Segundo Alexandre, os quadros clínicos mais comuns em crianças são os respiratórios. Para definir como proceder em cada situação, ele destaca a importância da observação.
“A primeira coisa é o olhar do pai e da mãe, que conhece o filho e sabe quando ele tá ruim. Porque resfriado a criança já teve várias vezes ao longo da vida. Mas tem um dia que é mais esquisito, que ela está mais cansada que o habitual, que está prostada, não passou a febre, a criança não se levanta, continua no sofá, está pálida. [Neste caso] tem que trazer”, exemplificou.

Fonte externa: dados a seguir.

//! A deterministic in-memory queue service.
//!
//! Implements the full [`QueueService`] contract — long-poll waits,
//! visibility timeouts, receipt handles, per-entry batch failures — without
//! any network. The test suite runs on it, and it is handy for local
//! development before pointing a consumer at a real queue.
//!
//! Two sentinels inject failures the way a real service would report them:
//! a sent body of `"FAIL"` is rejected per-entry by `send_message_batch`,
//! and a message whose body is `"FAIL-DELETE"` is rejected per-entry by
//! `delete_message_batch` (and stays in flight).

use std::{
    collections::HashMap,
    sync::{
        atomic::{AtomicU64, Ordering},
        Arc, Mutex,
    },
    time::Duration,
};

use async_trait::async_trait;
use tokio::{
    sync::Notify,
    time::{timeout_at, Instant},
};
use url::Url;

use super::{
    BatchResult, CreateQueueRequest, DeleteEntry, EntryFailure, IncomingMessage, QueueService,
    ReceiveRequest, SendEntry, SendOptions, SendReceipt,
};
use crate::{QueueError, Result};

const HOST: &str = "http://in-memory.localhost:9324";
const DEFAULT_VISIBILITY: Duration = Duration::from_secs(30);

/// Sent bodies rejected per-entry by the batch send call.
pub const FAIL_SEND_BODY: &str = "FAIL";
/// Stored bodies whose deletion is rejected per-entry.
pub const FAIL_DELETE_BODY: &str = "FAIL-DELETE";

struct StoredMessage {
    id: String,
    body: String,
    receipt_handle: Option<String>,
    visible_at: Instant,
    receive_count: u32,
}

struct Queue {
    messages: Vec<StoredMessage>,
    visibility: Duration,
    attributes: HashMap<String, String>,
}

#[derive(Default)]
struct Calls {
    /// Sizes of non-empty receive responses, in order.
    received_batches: Vec<usize>,
    /// Sizes of delete batch calls, in order.
    delete_batches: Vec<usize>,
    /// Sizes of send batch calls, in order.
    send_batches: Vec<usize>,
}

struct State {
    queues: HashMap<String, Queue>,
    calls: Calls,
    fail_receives: u32,
}

/// In-memory [`QueueService`]. Cloning shares the underlying queues.
#[derive(Clone)]
pub struct InMemoryService {
    state: Arc<Mutex<State>>,
    notify: Arc<Notify>,
    next_id: Arc<AtomicU64>,
}

impl Default for InMemoryService {
    fn default() -> Self {
        Self::new()
    }
}

impl InMemoryService {
    pub fn new() -> Self {
        Self {
            state: Arc::new(Mutex::new(State {
                queues: HashMap::new(),
                calls: Calls::default(),
                fail_receives: 0,
            })),
            notify: Arc::new(Notify::new()),
            next_id: Arc::new(AtomicU64::new(0)),
        }
    }

    /// Creates the service with one existing queue and returns both.
    pub fn with_queue(name: &str) -> (Self, String) {
        let service = Self::new();
        let url = service.add_queue(name, DEFAULT_VISIBILITY);
        (service, url)
    }

    /// Adds a queue with the given default visibility timeout.
    pub fn add_queue(&self, name: &str, visibility: Duration) -> String {
        let url = Self::url_for(name);
        let mut state = self.state.lock().unwrap();
        state.queues.insert(
            url.clone(),
            Queue {
                messages: Vec::new(),
                visibility,
                attributes: HashMap::new(),
            },
        );
        url
    }

    fn url_for(name: &str) -> String {
        format!("{HOST}/queue/{name}")
    }

    /// Seeds messages directly into a queue, bypassing the send path.
    pub fn seed<I, S>(&self, queue_url: &str, bodies: I)
    where
        I: IntoIterator<Item = S>,
        S: Into<String>,
    {
        let mut state = self.state.lock().unwrap();
        for body in bodies {
            let id = self.fresh_id("im");
            let queue = state.queues.get_mut(queue_url).expect("unknown queue");
            queue.messages.push(StoredMessage {
                id,
                body: body.into(),
                receipt_handle: None,
                visible_at: Instant::now(),
                receive_count: 0,
            });
        }
        drop(state);
        self.notify.notify_waiters();
    }

    /// Makes the next `n` receive calls fail with a transport error.
    pub fn fail_next_receives(&self, n: u32) {
        self.state.lock().unwrap().fail_receives = n;
        self.notify.notify_waiters();
    }

    /// Sizes of non-empty receive responses, in order.
    pub fn received_batches(&self) -> Vec<usize> {
        self.state.lock().unwrap().calls.received_batches.clone()
    }

    /// Sizes of delete batch calls, in order.
    pub fn delete_batches(&self) -> Vec<usize> {
        self.state.lock().unwrap().calls.delete_batches.clone()
    }

    /// Sizes of send batch calls, in order.
    pub fn send_batches(&self) -> Vec<usize> {
        self.state.lock().unwrap().calls.send_batches.clone()
    }

    /// Total messages held by a queue, visible or not.
    pub fn message_count(&self, queue_url: &str) -> usize {
        self.state.lock().unwrap().queues[queue_url].messages.len()
    }

    fn fresh_id(&self, prefix: &str) -> String {
        format!("{prefix}-{}", self.next_id.fetch_add(1, Ordering::Relaxed))
    }

    fn queue<'a>(state: &'a mut State, queue_url: &str) -> Result<&'a mut Queue> {
        state
            .queues
            .get_mut(queue_url)
            .ok_or_else(|| QueueError::Generic(format!("no such queue: {queue_url}").into()))
    }

    fn take_visible(
        &self,
        queue: &mut Queue,
        max: usize,
        visibility: Duration,
        now: Instant,
    ) -> Vec<IncomingMessage> {
        let mut out = Vec::new();
        for msg in queue.messages.iter_mut() {
            if out.len() >= max {
                break;
            }
            if msg.visible_at > now {
                continue;
            }
            msg.receive_count += 1;
            msg.visible_at = now + visibility;
            let receipt = self.fresh_id(&format!("{}#rcpt", msg.id));
            msg.receipt_handle = Some(receipt.clone());
            out.push(IncomingMessage {
                id: msg.id.clone(),
                receipt_handle: receipt,
                body: msg.body.clone(),
                attributes: HashMap::new(),
                system_attributes: HashMap::from([(
                    "ApproximateReceiveCount".to_owned(),
                    msg.receive_count.to_string(),
                )]),
            });
        }
        out
    }
}

#[async_trait]
impl QueueService for InMemoryService {
    async fn receive_message(&self, req: ReceiveRequest) -> Result<Vec<IncomingMessage>> {
        let deadline = Instant::now() + req.wait_time;
        loop {
            let next_visible;
            {
                let mut state = self.state.lock().unwrap();
                if state.fail_receives > 0 {
                    state.fail_receives -= 1;
                    return Err(QueueError::Generic("injected receive failure".into()));
                }
                let now = Instant::now();
                let (batch, next) = {
                    let queue = Self::queue(&mut state, &req.queue_url)?;
                    let visibility = req.visibility_timeout.unwrap_or(queue.visibility);
                    let batch = self.take_visible(queue, req.max_messages, visibility, now);
                    let next = queue
                        .messages
                        .iter()
                        .map(|m| m.visible_at)
                        .min()
                        .filter(|t| *t < deadline);
                    (batch, next)
                };
                if !batch.is_empty() {
                    state.calls.received_batches.push(batch.len());
                    return Ok(batch);
                }
                if now >= deadline {
                    return Ok(Vec::new());
                }
                next_visible = next;
            }
            let notified = self.notify.notified();
            let _ = timeout_at(next_visible.unwrap_or(deadline), notified).await;
        }
    }

    async fn delete_message_batch(
        &self,
        queue_url: &str,
        entries: Vec<DeleteEntry>,
    ) -> Result<BatchResult<String>> {
        let mut state = self.state.lock().unwrap();
        state.calls.delete_batches.push(entries.len());
        let queue = Self::queue(&mut state, queue_url)?;

        let mut result = BatchResult::default();
        for entry in entries {
            let Some(pos) = queue
                .messages
                .iter()
                .position(|m| m.receipt_handle.as_deref() == Some(&entry.receipt_handle))
            else {
                result.failed.push(EntryFailure {
                    id: entry.id,
                    code: "ReceiptHandleIsInvalid".to_owned(),
                    message: "no in-flight message for this receipt handle".to_owned(),
                    sender_fault: true,
                });
                continue;
            };
            if queue.messages[pos].body == FAIL_DELETE_BODY {
                result.failed.push(EntryFailure {
                    id: entry.id,
                    code: "InternalError".to_owned(),
                    message: "injected delete failure".to_owned(),
                    sender_fault: false,
                });
                continue;
            }
            queue.messages.remove(pos);
            result.successful.push(entry.id);
        }
        Ok(result)
    }

    async fn send_message(
        &self,
        queue_url: &str,
        body: &str,
        opts: SendOptions,
    ) -> Result<SendReceipt> {
        let id = self.fresh_id("im");
        let delay = opts.delay.unwrap_or(Duration::ZERO);
        let mut state = self.state.lock().unwrap();
        let queue = Self::queue(&mut state, queue_url)?;
        queue.messages.push(StoredMessage {
            id: id.clone(),
            body: body.to_owned(),
            receipt_handle: None,
            visible_at: Instant::now() + delay,
            receive_count: 0,
        });
        drop(state);
        self.notify.notify_waiters();
        Ok(SendReceipt {
            id: String::new(),
            message_id: id,
        })
    }

    async fn send_message_batch(
        &self,
        queue_url: &str,
        entries: Vec<SendEntry>,
    ) -> Result<BatchResult<SendReceipt>> {
        let mut result = BatchResult::default();
        let mut state = self.state.lock().unwrap();
        state.calls.send_batches.push(entries.len());
        let queue = Self::queue(&mut state, queue_url)?;
        for entry in entries {
            if entry.body == FAIL_SEND_BODY {
                result.failed.push(EntryFailure {
                    id: entry.id,
                    code: "InvalidMessageContents".to_owned(),
                    message: "injected send failure".to_owned(),
                    sender_fault: true,
                });
                continue;
            }
            let id = self.fresh_id("im");
            let delay = entry.delay.unwrap_or(Duration::ZERO);
            queue.messages.push(StoredMessage {
                id: id.clone(),
                body: entry.body,
                receipt_handle: None,
                visible_at: Instant::now() + delay,
                receive_count: 0,
            });
            result.successful.push(SendReceipt {
                id: entry.id,
                message_id: id,
            });
        }
        drop(state);
        self.notify.notify_waiters();
        Ok(result)
    }

    async fn change_message_visibility(
        &self,
        queue_url: &str,
        receipt_handle: &str,
        timeout: Duration,
    ) -> Result<()> {
        let mut state = self.state.lock().unwrap();
        let queue = Self::queue(&mut state, queue_url)?;
        let msg = queue
            .messages
            .iter_mut()
            .find(|m| m.receipt_handle.as_deref() == Some(receipt_handle))
            .ok_or_else(|| {
                QueueError::Generic("no in-flight message for this receipt handle".into())
            })?;
        msg.visible_at = Instant::now() + timeout;
        drop(state);
        self.notify.notify_waiters();
        Ok(())
    }

    async fn create_queue(&self, req: CreateQueueRequest) -> Result<String> {
        let visibility = req
            .attributes
            .get("VisibilityTimeout")
            .and_then(|v| v.parse().ok())
            .map(Duration::from_secs)
            .unwrap_or(DEFAULT_VISIBILITY);
        let url = self.add_queue(&req.queue_name, visibility);
        self.state
            .lock()
            .unwrap()
            .queues
            .get_mut(&url)
            .expect("queue just added")
            .attributes = req.attributes;
        Ok(url)
    }

    async fn delete_queue(&self, queue_url: &str) -> Result<()> {
        self.state
            .lock()
            .unwrap()
            .queues
            .remove(queue_url)
            .map(|_| ())
            .ok_or_else(|| QueueError::Generic(format!("no such queue: {queue_url}").into()))
    }

    async fn purge_queue(&self, queue_url: &str) -> Result<()> {
        let mut state = self.state.lock().unwrap();
        Self::queue(&mut state, queue_url)?.messages.clear();
        Ok(())
    }

    async fn get_queue_url(
        &self,
        queue_name: &str,
        _account_number: Option<&str>,
    ) -> Result<String> {
        let url = Self::url_for(queue_name);
        if self.state.lock().unwrap().queues.contains_key(&url) {
            Ok(url)
        } else {
            Err(QueueError::Generic(
                format!("no such queue: {queue_name}").into(),
            ))
        }
    }

    async fn get_queue_attributes(
        &self,
        queue_url: &str,
        attribute_names: &[&str],
    ) -> Result<HashMap<String, String>> {
        let mut state = self.state.lock().unwrap();
        let queue = Self::queue(&mut state, queue_url)?;
        let all = attribute_names.contains(&"All");
        let mut out: HashMap<String, String> = queue
            .attributes
            .iter()
            .filter(|(name, _)| all || attribute_names.contains(&name.as_str()))
            .map(|(name, value)| (name.clone(), value.clone()))
            .collect();
        if all || attribute_names.contains(&"VisibilityTimeout") {
            out.insert(
                "VisibilityTimeout".to_owned(),
                queue.visibility.as_secs().to_string(),
            );
        }
        Ok(out)
    }

    fn endpoint(&self) -> Option<Url> {
        Url::parse(HOST).ok()
    }
}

O especialista também aponta sintomas que indicam a necessidade de procurar uma unidade de saúde:
- Febre que persiste por mais de 48 a 72 horas
- Lábios roxos
- Respiração ofegante
- A criança faz força para respirar, e a pele afunda na região da fúrcula ou das costelas

O médico ainda alerta para casos de repetição, destacando que pneumonia e infecções de ouvido, por exemplo, não devem ocorrer com frequência. Caso se repitam, é necessário procurar um posto de saúde para avaliação.
Quando não levar para atendimento
O pediatra observa que há situações em que é possível acompanhar a evolução do quadro e adotar medidas em casa.
“Meu filho teve febre de 38 graus, nariz escorrendo, um pouco de tosse, fica mais chato para comer, não quer mamar. Mas quando baixa a febre, fica esperto, vai brincar, não está com sinais de cansaço, não está afundando a pele durante a respiração. Eu preciso levá-lo nesse momento? Não. O que eu faria pra essa criança? Limpar o nariz com soro com frequência”, exemplifica.
No entanto, o especialista ressalta que, caso surjam sinais de cansaço ou a febre persista por mais de dois dias, é preciso procurar uma Unidade de Pronto Atendimento (UPA) para acompanhar a evolução do quadro.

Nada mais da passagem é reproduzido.